▸ Required work
Restate the data that follows exactly as it stands, beginning with the first line and ending with the line that contains "fn translate(&self, x: Real, y: Real, z: Real)".

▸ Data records
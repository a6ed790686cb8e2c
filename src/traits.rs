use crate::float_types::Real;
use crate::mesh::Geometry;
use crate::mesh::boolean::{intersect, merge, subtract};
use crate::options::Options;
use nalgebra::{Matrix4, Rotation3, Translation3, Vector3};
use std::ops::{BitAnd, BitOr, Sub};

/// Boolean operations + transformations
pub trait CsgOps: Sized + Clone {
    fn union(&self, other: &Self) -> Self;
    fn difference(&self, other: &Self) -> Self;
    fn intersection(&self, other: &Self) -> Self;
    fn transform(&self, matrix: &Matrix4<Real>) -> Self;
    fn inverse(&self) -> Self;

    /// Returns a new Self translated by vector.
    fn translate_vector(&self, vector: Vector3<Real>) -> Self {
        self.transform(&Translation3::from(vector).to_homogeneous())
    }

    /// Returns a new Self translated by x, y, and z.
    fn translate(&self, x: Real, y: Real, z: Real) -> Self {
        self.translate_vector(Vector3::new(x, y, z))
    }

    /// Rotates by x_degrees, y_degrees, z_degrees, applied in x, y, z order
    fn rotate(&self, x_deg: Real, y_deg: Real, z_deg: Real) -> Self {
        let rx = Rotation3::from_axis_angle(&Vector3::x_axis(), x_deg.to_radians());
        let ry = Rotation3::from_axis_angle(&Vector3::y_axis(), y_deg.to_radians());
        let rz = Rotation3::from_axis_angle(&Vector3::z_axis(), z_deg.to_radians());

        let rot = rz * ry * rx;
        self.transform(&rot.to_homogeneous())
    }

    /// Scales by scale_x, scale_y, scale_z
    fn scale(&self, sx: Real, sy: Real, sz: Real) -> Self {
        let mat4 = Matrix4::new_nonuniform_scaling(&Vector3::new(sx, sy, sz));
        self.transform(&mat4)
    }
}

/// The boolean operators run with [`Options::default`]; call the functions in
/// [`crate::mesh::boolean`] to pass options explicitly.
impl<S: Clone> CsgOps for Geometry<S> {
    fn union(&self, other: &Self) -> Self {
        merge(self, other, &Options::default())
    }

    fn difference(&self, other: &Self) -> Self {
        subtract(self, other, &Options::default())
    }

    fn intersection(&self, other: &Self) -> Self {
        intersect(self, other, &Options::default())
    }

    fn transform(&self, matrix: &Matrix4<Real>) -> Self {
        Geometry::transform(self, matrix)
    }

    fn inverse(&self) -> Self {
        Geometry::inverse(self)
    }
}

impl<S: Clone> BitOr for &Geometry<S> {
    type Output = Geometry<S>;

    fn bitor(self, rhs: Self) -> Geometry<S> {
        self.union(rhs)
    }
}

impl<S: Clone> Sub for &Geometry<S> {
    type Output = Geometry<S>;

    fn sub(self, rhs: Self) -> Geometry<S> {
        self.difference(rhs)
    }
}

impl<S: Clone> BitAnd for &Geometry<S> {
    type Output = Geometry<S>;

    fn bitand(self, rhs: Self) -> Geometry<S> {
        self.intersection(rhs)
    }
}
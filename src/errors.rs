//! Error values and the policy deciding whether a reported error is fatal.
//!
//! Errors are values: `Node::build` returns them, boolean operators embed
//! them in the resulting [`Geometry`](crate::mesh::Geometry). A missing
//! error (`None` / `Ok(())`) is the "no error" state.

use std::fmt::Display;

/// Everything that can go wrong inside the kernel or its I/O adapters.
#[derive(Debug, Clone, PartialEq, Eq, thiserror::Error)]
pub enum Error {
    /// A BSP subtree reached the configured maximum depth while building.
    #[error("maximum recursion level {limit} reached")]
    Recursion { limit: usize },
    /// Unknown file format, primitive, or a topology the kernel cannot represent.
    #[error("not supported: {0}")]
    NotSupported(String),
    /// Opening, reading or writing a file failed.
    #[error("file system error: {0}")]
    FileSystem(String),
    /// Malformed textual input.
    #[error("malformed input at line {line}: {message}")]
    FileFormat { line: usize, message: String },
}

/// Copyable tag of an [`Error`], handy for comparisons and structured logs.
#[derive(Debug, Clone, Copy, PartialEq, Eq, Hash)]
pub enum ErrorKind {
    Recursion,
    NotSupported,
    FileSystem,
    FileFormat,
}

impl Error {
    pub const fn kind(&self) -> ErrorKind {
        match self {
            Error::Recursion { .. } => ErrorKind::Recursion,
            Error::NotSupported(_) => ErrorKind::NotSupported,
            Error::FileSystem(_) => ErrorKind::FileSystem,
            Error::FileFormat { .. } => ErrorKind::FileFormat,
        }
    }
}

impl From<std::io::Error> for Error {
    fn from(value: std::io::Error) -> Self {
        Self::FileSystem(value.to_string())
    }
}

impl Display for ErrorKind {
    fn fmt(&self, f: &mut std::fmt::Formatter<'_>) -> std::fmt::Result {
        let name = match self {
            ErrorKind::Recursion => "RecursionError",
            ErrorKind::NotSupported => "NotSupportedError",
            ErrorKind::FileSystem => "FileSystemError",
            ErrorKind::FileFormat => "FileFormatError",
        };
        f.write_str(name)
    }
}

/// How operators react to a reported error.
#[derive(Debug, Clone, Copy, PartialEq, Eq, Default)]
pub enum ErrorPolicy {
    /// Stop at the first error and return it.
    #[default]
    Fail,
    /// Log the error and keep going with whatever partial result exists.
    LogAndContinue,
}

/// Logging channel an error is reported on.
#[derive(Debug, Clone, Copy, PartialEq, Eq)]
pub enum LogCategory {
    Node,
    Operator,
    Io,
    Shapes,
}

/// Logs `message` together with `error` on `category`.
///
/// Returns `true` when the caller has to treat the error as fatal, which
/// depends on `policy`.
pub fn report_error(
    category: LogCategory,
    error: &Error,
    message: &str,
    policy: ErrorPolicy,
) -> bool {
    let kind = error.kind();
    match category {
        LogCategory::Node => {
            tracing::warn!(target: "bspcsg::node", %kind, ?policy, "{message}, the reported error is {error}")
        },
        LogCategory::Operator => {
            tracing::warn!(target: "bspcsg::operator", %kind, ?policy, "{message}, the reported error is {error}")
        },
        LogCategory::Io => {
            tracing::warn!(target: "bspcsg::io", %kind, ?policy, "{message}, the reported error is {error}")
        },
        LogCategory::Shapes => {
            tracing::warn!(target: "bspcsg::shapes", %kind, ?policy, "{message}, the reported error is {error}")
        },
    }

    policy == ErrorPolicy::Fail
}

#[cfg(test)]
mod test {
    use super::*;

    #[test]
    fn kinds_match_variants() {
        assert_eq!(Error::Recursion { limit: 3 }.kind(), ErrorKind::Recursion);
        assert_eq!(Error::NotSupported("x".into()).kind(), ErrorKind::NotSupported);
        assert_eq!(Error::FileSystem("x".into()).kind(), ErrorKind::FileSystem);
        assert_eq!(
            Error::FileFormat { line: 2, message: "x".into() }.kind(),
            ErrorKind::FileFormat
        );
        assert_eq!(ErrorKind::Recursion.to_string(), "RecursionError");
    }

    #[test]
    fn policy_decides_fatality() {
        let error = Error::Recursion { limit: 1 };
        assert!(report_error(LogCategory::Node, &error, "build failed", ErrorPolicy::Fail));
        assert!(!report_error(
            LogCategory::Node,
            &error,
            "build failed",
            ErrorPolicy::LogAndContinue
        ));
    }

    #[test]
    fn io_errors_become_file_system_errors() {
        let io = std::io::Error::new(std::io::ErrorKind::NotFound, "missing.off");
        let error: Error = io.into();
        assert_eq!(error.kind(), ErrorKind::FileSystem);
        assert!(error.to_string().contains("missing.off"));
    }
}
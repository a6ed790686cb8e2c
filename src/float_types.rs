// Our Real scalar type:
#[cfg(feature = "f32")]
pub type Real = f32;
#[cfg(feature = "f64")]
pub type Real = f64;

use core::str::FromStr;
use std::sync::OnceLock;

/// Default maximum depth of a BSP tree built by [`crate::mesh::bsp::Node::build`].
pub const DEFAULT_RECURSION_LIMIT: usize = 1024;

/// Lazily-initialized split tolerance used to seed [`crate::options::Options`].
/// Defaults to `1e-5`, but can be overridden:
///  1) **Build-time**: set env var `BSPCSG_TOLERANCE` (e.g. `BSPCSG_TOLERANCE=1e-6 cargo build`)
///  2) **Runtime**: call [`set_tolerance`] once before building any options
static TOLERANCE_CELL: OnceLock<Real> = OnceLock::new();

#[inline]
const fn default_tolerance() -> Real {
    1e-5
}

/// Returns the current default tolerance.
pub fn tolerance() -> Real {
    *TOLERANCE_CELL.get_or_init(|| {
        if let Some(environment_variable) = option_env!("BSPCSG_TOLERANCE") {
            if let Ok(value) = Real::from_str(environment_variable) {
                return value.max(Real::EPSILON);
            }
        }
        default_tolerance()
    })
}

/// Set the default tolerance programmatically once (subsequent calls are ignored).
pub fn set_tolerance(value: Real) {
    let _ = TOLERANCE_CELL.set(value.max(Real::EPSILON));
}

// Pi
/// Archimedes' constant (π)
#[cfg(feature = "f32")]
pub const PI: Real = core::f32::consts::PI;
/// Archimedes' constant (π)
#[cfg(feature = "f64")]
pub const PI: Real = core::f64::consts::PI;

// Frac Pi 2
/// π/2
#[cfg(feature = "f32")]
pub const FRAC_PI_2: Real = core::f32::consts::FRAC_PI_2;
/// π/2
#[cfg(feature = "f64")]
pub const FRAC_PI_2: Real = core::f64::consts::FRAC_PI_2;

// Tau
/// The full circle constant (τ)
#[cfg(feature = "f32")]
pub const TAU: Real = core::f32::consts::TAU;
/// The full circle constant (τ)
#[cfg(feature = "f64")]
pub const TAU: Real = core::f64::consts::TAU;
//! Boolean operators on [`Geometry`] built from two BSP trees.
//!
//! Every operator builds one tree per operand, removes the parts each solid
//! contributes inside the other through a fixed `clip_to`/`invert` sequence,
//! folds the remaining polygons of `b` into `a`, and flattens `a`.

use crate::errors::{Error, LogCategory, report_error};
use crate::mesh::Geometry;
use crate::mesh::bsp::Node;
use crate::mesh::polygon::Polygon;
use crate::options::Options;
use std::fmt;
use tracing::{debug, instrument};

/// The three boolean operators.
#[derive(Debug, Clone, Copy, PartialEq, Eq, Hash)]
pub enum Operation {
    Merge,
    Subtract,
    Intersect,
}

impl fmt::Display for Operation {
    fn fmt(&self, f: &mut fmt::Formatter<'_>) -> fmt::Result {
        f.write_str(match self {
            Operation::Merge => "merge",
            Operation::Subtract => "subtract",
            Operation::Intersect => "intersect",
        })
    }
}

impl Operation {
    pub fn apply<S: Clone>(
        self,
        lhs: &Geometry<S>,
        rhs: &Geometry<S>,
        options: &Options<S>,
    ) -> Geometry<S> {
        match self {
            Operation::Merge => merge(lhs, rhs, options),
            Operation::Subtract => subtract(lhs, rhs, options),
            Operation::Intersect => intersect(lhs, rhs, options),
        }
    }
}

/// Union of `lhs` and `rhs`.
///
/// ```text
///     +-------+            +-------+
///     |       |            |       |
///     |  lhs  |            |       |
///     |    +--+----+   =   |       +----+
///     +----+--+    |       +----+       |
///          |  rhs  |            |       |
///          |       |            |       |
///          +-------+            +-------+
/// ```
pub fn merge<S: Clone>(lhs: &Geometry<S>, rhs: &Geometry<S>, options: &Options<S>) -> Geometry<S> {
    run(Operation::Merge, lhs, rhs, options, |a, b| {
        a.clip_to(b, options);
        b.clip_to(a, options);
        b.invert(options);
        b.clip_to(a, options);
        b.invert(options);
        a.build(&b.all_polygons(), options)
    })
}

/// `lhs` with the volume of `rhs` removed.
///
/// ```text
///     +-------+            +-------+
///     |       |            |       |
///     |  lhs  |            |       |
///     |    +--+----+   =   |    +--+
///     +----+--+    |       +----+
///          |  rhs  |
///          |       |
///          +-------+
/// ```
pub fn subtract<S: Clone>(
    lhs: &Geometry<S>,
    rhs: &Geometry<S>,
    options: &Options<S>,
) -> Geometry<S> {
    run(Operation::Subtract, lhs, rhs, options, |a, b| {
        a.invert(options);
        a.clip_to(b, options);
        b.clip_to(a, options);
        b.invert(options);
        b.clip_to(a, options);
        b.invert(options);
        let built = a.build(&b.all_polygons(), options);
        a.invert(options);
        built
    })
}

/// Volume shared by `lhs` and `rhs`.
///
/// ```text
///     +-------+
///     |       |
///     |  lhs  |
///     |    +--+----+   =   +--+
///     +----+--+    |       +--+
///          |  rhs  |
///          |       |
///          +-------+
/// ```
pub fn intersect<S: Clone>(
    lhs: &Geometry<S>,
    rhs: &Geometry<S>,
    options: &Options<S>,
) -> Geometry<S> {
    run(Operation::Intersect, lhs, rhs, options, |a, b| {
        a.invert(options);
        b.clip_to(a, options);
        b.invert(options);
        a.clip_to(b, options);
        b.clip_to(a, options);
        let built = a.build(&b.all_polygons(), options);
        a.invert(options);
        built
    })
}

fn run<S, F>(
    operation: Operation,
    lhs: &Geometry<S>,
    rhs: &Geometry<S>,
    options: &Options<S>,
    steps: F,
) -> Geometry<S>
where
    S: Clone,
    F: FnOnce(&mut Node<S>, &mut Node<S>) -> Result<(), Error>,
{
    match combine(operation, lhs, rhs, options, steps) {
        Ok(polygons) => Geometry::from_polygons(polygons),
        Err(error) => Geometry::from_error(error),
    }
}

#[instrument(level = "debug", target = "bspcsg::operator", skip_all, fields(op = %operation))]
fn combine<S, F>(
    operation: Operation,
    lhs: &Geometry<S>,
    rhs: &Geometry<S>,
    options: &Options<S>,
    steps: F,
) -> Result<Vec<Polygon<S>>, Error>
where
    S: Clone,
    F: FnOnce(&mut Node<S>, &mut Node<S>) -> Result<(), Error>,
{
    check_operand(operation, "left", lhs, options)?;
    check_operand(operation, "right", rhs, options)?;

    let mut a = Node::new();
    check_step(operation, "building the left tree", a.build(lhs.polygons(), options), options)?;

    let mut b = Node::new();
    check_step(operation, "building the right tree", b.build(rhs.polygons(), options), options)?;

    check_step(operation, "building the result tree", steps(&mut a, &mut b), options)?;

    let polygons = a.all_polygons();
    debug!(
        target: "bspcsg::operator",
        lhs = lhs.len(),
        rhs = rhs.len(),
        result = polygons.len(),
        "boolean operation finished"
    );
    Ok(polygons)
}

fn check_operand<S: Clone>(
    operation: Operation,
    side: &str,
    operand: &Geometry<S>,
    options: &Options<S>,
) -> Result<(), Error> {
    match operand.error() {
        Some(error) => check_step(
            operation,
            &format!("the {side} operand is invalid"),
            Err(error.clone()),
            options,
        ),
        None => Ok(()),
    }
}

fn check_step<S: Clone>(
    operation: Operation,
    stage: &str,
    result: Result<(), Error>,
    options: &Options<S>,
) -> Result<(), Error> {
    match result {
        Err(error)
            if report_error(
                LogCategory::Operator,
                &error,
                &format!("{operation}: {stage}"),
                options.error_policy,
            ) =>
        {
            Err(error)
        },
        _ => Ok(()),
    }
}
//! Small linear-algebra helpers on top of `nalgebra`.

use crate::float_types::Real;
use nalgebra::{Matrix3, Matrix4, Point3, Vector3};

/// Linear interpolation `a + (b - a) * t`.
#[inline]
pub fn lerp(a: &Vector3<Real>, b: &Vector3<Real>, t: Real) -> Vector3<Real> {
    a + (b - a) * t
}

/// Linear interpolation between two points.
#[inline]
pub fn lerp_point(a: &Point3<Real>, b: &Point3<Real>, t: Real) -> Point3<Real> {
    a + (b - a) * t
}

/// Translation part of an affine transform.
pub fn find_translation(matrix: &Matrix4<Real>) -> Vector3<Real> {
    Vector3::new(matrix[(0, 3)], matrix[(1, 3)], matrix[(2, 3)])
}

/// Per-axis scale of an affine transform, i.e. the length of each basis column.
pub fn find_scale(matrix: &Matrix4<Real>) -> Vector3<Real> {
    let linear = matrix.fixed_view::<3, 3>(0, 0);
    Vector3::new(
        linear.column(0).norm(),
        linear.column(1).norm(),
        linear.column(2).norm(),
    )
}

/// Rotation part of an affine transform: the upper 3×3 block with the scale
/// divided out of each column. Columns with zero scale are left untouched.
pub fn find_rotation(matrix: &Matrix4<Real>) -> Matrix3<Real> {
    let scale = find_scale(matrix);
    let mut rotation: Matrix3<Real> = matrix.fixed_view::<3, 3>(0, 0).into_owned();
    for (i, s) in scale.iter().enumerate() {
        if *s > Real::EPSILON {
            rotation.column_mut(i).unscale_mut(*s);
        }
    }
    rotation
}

▸ Final answer
repository a6ed790686cb8e2c
filename src/traits.rs
use crate::float_types::Real;
use crate::mesh::Geometry;
use crate::mesh::boolean::{intersect, merge, subtract};
use crate::options::Options;
use nalgebra::{Matrix4, Rotation3, Translation3, Vector3};
use std::ops::{BitAnd, BitOr, Sub};

/// Boolean operations + transformations
pub trait CsgOps: Sized + Clone {
    fn union(&self, other: &Self) -> Self;
    fn difference(&self, other: &Self) -> Self;
    fn intersection(&self, other: &Self) -> Self;
    fn transform(&self, matrix: &Matrix4<Real>) -> Self;
    fn inverse(&self) -> Self;

    /// Returns a new Self translated by vector.
    fn translate_vector(&self, vector: Vector3<Real>) -> Self {
        self.transform(&Translation3::from(vector).to_homogeneous())
    }

    /// Returns a new Self translated by x, y, and z.
    fn translate(&self, x: Real, y: Real, z: Real) -> Self {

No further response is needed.